### DIRECTIONS FOR THIS TASK:
From the entries below, copy exactly the lines from the one that contains "self.aliquots.request(rlims_id.to_string());" through the one that contains "the first hydration.", both included, and only those.

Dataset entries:
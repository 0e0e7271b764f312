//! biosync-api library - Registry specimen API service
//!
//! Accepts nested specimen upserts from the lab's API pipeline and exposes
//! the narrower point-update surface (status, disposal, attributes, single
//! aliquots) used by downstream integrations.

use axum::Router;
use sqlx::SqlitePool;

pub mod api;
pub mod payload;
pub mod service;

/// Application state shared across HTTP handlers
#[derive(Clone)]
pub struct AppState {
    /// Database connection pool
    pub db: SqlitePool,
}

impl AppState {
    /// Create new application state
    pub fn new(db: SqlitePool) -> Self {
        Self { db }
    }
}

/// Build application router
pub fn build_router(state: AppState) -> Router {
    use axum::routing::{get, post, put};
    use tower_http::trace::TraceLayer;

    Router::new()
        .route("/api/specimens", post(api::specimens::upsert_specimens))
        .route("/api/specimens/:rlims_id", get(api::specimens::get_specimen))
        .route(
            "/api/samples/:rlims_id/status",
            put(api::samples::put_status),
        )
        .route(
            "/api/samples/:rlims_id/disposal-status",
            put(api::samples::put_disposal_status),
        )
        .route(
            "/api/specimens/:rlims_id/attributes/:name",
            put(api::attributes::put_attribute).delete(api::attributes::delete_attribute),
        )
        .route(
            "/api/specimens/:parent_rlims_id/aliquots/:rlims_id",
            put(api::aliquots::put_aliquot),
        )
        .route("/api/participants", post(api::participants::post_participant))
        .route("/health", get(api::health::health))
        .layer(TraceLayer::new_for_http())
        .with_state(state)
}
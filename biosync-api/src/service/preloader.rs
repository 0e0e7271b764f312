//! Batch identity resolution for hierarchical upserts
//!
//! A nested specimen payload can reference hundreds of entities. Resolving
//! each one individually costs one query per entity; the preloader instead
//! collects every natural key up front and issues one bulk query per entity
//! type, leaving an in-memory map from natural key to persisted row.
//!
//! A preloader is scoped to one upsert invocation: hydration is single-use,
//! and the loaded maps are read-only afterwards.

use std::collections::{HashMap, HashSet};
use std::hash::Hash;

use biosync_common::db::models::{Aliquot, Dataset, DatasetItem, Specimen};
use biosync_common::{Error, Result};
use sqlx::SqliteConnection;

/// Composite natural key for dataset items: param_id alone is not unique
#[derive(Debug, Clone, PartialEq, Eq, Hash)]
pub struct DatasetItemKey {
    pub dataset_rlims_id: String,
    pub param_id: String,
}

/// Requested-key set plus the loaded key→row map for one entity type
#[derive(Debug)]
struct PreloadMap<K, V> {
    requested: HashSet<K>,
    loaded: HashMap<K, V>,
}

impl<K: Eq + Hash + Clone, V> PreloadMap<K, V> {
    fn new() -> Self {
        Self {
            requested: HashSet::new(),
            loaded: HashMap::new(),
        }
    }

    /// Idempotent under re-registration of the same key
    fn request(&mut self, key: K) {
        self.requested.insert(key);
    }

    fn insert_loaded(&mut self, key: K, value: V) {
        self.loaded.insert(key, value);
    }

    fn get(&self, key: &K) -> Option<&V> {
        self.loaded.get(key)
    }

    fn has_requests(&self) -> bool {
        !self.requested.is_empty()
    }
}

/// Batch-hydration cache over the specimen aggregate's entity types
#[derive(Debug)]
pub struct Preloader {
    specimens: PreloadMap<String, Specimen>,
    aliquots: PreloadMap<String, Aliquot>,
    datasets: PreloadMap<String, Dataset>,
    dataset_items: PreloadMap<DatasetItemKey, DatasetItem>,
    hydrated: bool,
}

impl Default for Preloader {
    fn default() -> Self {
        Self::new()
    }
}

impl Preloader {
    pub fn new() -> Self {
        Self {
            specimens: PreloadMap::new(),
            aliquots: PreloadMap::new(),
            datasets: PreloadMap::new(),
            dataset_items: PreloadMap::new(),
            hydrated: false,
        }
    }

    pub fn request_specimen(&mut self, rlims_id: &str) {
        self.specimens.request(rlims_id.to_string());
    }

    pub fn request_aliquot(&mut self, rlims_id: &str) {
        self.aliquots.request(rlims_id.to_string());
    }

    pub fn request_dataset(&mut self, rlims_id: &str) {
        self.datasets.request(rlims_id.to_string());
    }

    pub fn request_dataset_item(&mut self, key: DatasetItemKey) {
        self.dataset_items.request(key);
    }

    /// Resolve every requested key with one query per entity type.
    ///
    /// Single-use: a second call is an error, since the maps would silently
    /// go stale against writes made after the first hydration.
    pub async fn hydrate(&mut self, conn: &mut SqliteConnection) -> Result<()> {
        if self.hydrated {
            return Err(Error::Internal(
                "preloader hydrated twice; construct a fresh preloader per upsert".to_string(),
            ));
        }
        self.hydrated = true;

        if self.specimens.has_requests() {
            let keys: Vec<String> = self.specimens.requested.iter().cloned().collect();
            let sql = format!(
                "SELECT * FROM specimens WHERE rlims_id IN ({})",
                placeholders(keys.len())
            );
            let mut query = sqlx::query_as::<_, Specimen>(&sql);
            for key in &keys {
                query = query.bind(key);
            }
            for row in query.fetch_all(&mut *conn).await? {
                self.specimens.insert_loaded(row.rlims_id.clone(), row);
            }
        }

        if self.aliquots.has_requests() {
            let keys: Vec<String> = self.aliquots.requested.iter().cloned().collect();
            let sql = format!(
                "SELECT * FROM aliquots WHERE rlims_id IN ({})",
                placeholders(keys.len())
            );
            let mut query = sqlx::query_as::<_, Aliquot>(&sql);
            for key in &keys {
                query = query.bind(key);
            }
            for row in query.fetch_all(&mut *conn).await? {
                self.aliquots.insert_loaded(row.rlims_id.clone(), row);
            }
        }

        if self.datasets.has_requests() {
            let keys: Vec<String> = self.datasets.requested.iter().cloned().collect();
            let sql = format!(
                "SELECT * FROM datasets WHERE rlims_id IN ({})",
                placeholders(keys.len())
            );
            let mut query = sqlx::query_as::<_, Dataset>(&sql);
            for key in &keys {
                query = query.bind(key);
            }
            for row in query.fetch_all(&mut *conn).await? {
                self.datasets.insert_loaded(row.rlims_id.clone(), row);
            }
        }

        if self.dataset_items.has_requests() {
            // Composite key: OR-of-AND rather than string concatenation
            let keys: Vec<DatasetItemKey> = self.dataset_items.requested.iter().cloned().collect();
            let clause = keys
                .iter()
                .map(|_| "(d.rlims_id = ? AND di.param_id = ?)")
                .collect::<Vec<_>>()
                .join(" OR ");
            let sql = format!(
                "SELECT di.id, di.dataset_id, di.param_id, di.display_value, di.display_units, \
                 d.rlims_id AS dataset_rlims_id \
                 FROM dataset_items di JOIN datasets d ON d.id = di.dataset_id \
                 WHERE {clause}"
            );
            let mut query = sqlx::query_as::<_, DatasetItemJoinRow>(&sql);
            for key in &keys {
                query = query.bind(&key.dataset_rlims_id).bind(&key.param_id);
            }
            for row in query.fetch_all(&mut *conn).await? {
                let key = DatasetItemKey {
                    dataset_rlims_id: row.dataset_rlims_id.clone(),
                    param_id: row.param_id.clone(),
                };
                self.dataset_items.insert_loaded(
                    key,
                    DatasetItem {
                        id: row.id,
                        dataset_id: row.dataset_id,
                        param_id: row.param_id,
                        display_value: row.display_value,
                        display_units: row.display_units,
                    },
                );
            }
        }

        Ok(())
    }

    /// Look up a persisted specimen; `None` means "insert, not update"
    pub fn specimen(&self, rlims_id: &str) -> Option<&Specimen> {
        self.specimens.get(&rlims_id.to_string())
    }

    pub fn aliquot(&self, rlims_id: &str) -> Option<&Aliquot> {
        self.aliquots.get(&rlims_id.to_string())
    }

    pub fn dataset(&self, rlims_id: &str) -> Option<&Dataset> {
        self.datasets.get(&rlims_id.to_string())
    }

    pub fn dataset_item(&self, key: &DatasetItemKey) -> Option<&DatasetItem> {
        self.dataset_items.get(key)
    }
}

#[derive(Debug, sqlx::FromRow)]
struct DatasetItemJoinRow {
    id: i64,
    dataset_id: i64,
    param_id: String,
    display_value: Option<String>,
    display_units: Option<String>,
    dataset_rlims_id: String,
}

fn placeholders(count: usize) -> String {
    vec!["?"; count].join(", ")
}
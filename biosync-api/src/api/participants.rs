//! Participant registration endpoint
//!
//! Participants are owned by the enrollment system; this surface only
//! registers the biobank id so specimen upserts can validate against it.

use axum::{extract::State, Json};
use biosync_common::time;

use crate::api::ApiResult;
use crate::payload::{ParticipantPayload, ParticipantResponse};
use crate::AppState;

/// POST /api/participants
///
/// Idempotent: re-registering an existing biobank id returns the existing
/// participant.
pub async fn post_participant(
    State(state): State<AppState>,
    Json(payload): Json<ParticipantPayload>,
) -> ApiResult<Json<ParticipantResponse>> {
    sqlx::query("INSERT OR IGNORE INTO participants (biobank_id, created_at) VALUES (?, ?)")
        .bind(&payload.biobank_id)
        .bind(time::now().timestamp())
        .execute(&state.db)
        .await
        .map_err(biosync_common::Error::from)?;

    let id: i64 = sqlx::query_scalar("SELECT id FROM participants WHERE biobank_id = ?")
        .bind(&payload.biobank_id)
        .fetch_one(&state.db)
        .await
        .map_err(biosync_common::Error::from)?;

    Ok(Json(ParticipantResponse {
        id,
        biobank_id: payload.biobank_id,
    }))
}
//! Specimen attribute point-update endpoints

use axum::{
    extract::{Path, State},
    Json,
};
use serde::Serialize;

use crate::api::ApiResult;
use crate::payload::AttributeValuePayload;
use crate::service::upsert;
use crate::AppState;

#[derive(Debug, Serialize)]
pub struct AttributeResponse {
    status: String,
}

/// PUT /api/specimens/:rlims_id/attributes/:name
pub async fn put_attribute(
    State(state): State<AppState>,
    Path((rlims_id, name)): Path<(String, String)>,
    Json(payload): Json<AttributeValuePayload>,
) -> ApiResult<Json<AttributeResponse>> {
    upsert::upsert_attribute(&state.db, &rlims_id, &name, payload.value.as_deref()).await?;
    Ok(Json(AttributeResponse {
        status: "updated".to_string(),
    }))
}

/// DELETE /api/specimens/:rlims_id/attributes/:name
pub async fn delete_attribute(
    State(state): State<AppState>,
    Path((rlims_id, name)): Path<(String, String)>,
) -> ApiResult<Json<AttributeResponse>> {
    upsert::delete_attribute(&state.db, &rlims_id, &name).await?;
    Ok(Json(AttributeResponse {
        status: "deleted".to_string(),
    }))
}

### RESULT BELOW:
        self.aliquots.request(rlims_id.to_string());
    }

    pub fn request_dataset(&mut self, rlims_id: &str) {
        self.datasets.request(rlims_id.to_string());
    }

    pub fn request_dataset_item(&mut self, key: DatasetItemKey) {
        self.dataset_items.request(key);
    }

    /// Resolve every requested key with one query per entity type.
    ///
    /// Single-use: a second call is an error, since the maps would silently
    /// go stale against writes made after the first hydration.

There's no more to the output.